[Problem to work on] All lines with the word "ClassifiedError" are to be found and copied from the listing.

[Excerpted data]
┄┄┄┄┄┄

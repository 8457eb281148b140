//! Error handling and classification module
//!
//! This module turns raw failures from the remote status store into
//! [`ClassifiedError`]s, and defines [`SyncError`] for engine setup failures.

pub mod classification;
pub mod classifier;

use thiserror::Error;

// Re-export main types for convenient access
pub use classification::{ClassifiedError, ErrorKind, ErrorSeverity, RemoteFailure};
pub use classifier::{Classify, ErrorClassifier, ErrorPattern};

/// Errors raised while configuring or building the sync engine.
#[derive(Debug, Error)]
pub enum SyncError {
    /// No Tokio runtime was available to drive timers.
    #[error("no tokio runtime available: {0}")]
    NoRuntime(#[from] tokio::runtime::TryCurrentError),

    /// The settings file or environment could not be read.
    #[error("failed to load settings: {0}")]
    Settings(#[from] config::ConfigError),

    /// The settings file does not exist.
    #[error("settings file not found: {0}")]
    SettingsNotFound(String),

    /// The settings were read but are not usable.
    #[error("invalid settings: {0}")]
    InvalidSettings(String),

    /// The builder was missing a required collaborator.
    #[error("missing {0}")]
    Missing(&'static str),
}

┄┄┄┄┄┄

[Your response]
//! [`ClassifiedError`]s, and defines [`SyncError`] for engine setup failures.
pub use classification::{ClassifiedError, ErrorKind, ErrorSeverity, RemoteFailure};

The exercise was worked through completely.